Montjuïc Park, la folie d'une époque résumée en un circuit
Bien avant que la F1 n'établisse ses bases espagnoles sur le moderne circuit de Montmeló, l'étape catalane du calendrier se déroulait sur le circuit urbain du Montjuïc, un parc de Barcelone qui offrait un tracé effrayant.
Photo de: Sutton Motorsport Images
Le Circuit de Barcelona-Catalunya, actuel théâtre du Grand Prix d'Espagne de F1, a été construit en 1991 en marge des Jeux Olympiques de Barcelone de 1992. La piste, située à une demi-heure de la ville, a servi à l'épreuve cycliste sur route lors des Jeux, mais l'objectif était évidemment d'y accueillir la F1, ce qui fut fait dès le mois de septembre 1991. Une grande partie des infrastructures de ces mêmes JO fut installée sur la colline de Montjuïc, où quatre éditions du GP d'Espagne se sont déroulées entre 1969 et 1975.
Le parc surplombant la ville a joué un rôle crucial à plusieurs reprises dans l'Histoire de la cité, avec notamment l'Exposition Internationale de 1929, et il devait également accueillir une compétition alternative aux Jeux Olympiques de Berlin de 1936, pour faire front contre Adolf Hitler, mais celle-ci fut annulée à cause de la guerre civile ayant éclaté entre-temps. En sport automobile, Montjuïc a également organisé quatre éditions du Grand Prix de Penya-Rhin, entre 1933 et 1936, le dernier étant remporté par Tazio Nuvolari.
Après la Seconde Guerre Mondiale, le circuit de Pedralbes accueillit le GP d'Espagne, puis fut retiré du calendrier après l'accident des 24 Heures du Mans 1955, car jugé trop rapide et donc trop dangereux. Dans les années 1960, c'est vers Madrid que le Grand Prix d'Espagne de F1 avait lieu, sur le circuit de Jarama, avant que Barcelone ne propose d'organiser sa course en 1969, avec l'objectif de jouer l'alternance entre Jarama et le nouveau circuit urbain de Montjuïc.

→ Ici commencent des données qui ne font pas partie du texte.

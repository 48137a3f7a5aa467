use crate::combat::{AffectedNpc, ProjectileHit, ProjectileView};
use crate::behavior::NpcEngagement;
use crate::geometry::{TilePos, WorldPos};
use crate::ids::{InstanceId, NpcId};
use crate::map::{Room, Tile};
use crate::npc::NpcView;

/// Everything one player may see of an instance.
///
/// Contains only the requesting player's exploration bitmap.
#[derive(Clone, Debug, PartialEq)]
#[cfg_attr(feature = "serde", derive(serde::Serialize, serde::Deserialize))]
pub struct DungeonSnapshot {
    pub instance_id: InstanceId,
    pub floor: u32,
    pub width: u32,
    pub height: u32,
    pub tile_size: u32,
    pub tiles: Vec<Vec<Tile>>,
    pub rooms: Vec<Room>,
    pub ladder: WorldPos,
    pub explored: Vec<Vec<bool>>,
    pub npcs: Vec<NpcView>,
    pub projectiles: Vec<ProjectileView>,
}

/// What one tick changed, before per-player fan-out.
#[derive(Clone, Debug, Default, PartialEq)]
#[cfg_attr(feature = "serde", derive(serde::Serialize, serde::Deserialize))]
pub struct TickReport {
    pub tick: u64,
    pub engagements: Vec<NpcEngagement>,
    pub projectile_hits: Vec<ProjectileHit>,
    pub fainted: Vec<NpcId>,
}

impl TickReport {
    /// NPCs damaged by player projectiles this tick.
    pub fn npc_hits(&self) -> impl Iterator<Item = &AffectedNpc> {
        self.projectile_hits.iter().filter_map(|hit| match &hit.outcome {
            crate::combat::ProjectileOutcome::HitNpc { npc } => Some(npc),
            _ => None,
        })
    }
}

/// Periodic per-player push.
#[derive(Clone, Debug, PartialEq)]
#[cfg_attr(feature = "serde", derive(serde::Serialize, serde::Deserialize))]
pub struct DungeonUpdate {
    pub instance_id: InstanceId,
    pub npcs: Vec<NpcView>,
    pub explored_delta: Vec<TilePos>,
    pub projectiles: Vec<ProjectileView>,
    pub engagements: Vec<NpcEngagement>,
    pub projectile_hits: Vec<ProjectileHit>,
}
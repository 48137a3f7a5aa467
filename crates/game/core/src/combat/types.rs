//! Elemental types and the effectiveness chart.

/// Elemental type of a species or move.
#[derive(
    Clone,
    Copy,
    Debug,
    PartialEq,
    Eq,
    Hash,
    strum::Display,
    strum::EnumString,
    strum::AsRefStr,
)]
#[strum(serialize_all = "snake_case", ascii_case_insensitive)]
#[cfg_attr(feature = "serde", derive(serde::Serialize, serde::Deserialize))]
#[cfg_attr(feature = "serde", serde(rename_all = "snake_case"))]
pub enum ElementType {
    Normal,
    Fire,
    Water,
    Electric,
    Grass,
    Ice,
    Fighting,
    Poison,
    Ground,
    Flying,
    Psychic,
    Bug,
    Rock,
    Ghost,
    Dragon,
    Dark,
    Steel,
}

/// Multiplier for one attacking type against one defending type.
///
/// Only the Normal, Fire, Water, Electric and Grass rows are charted;
/// every other pairing is neutral.
pub fn matchup(attack: ElementType, defend: ElementType) -> f32 {
    use ElementType::*;
    match (attack, defend) {
        (Normal, Rock | Steel) => 0.5,
        (Normal, Ghost) => 0.0,

        (Fire, Grass | Ice | Bug | Steel) => 2.0,
        (Fire, Fire | Water | Rock | Dragon) => 0.5,

        (Water, Fire | Ground | Rock) => 2.0,
        (Water, Water | Grass | Dragon) => 0.5,

        (Electric, Water | Flying) => 2.0,
        (Electric, Electric | Grass | Dragon) => 0.5,
        (Electric, Ground) => 0.0,

        (Grass, Water | Ground | Rock) => 2.0,
        (Grass, Fire | Grass | Poison | Flying | Bug | Dragon | Steel) => 0.5,

        _ => 1.0,
    }
}

/// Product of [`matchup`] over every defending type.
pub fn effectiveness(attack: ElementType, defender: &[ElementType]) -> f32 {
    defender
        .iter()
        .map(|defend| matchup(attack, *defend))
        .product()
}

#[cfg(test)]
mod tests {
    use super::*;

    #[test]
    fn dual_types_multiply() {
        use ElementType::*;
        assert_eq!(effectiveness(Electric, &[Water, Flying]), 4.0);
        assert_eq!(effectiveness(Grass, &[Poison, Flying]), 0.25);
        assert_eq!(effectiveness(Electric, &[Ground, Flying]), 0.0);
        assert_eq!(effectiveness(Bug, &[Poison, Flying]), 1.0);
    }

    #[test]
    fn parses_case_insensitively() {
        assert_eq!("Flying".parse::<ElementType>(), Ok(ElementType::Flying));
        assert_eq!(ElementType::Dark.to_string(), "dark");
    }
}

Celui-ci avait tout pour offrir un spectacle incomparable. Se frayant un chemin sur la colline historique, le tracé de 3,79 km alternait les lieux emblématiques et les panoramas exceptionnels avec des virages à couper le souffle. Le paddock était situé vers l'ancien Stade olympique, construit pour l'Expo de 1929 et pièce centrale de la rébellion barcelonaise contre les JO organisés par Hitler en 1936.
Après la ligne droite ondulante et une épingle très serrée, le circuit amorçait une descente vers la célèbre fontaine située au pied de Montjuïc, avant un passage devant le musée Poble Espanyol, lui aussi vestige de l'Exposition Internationale de 1929. Après une longue remontée en courbe, les pilotes retrouvaient la ligne droite de départ/arrivée. Mais outre cet aspect très intéressant de circuit urbain rapide, la piste, et en particulier dans ce dernier secteur très rapide, était extrêmement dangereuse. Pour ajouter aux risques de ces portions rapides, elles étaient bordées d'arbres et ces derniers n'étaient séparés des monoplaces que par de simples rails de sécurité.
Et ce danger, qui a épargné la F1 là-bas en 1969, 1971 et 1973, s'est rappelé au souvenir de tous de la pire des manières en 1975, créant avant même le début du week-end un débat sur la sécurité. Plusieurs pilotes ont protesté auprès des instances dirigeantes après qu'une inspection du circuit a montré que les rails de sécurité n'étaient pas correctement montés. Les accidents violents de François Cevert et Helmuth Koinigg, tous deux décédés à cause de rails de sécurité en 1973 et 1974 à Watkins Glen, étaient encore à l'esprit du paddock, qui s'inquiétait du manque de sérieux des installations du circuit de Montjuïc.
La Fédération Internationale du Sport Automobile (FISA) décida d'exiger des corrections de la part des organisateurs, mais celles-ci étaient succinctes et la première séance d'essais libres fut annulée, tandis que peu de pilotes décidèrent de prendre la piste lors de la seconde. Les ajustements effectués le vendredi soir par les organisateurs avec l'aide de mécaniciens des équipes n'étaient pas plus satisfaisants pour les pilotes, et après seulement trois tours le samedi, Emerson Fittipaldi mit pied à terre et partit à l'aéroport. Des menaces de poursuites judiciaires furent lancées par les organisateurs, la rumeur d'une saisie des monoplaces par la garde civile circula dans le paddock, et malgré l'absence du Champion en titre et un vote défavorable des pilotes, la course ne fut pas annulée.
Et c'est le dimanche que les pires peurs du paddock devinrent réalité, lorsque Rolf Stommelen perdit l'aileron arrière de son Embassy Hill, l'envoyant immédiatement dans les rails. Cinq spectateurs, dont un photographe et un pompier, furent fauchés par la monoplace et tués sur le coup. Cette tragédie scella le sort du circuit et la F1 ne revint plus à Montjuïc. La F1 retourna à Jarama puis à Jerez, avant de trouver son circuit espagnol fétiche en 1991 à Montmeló. Montjuïc reste aujourd'hui l'un des endroits les plus emblématique de la ville et un circuit au charme inégalé, mais la Formule 1 n'y avait tout simplement pas sa place.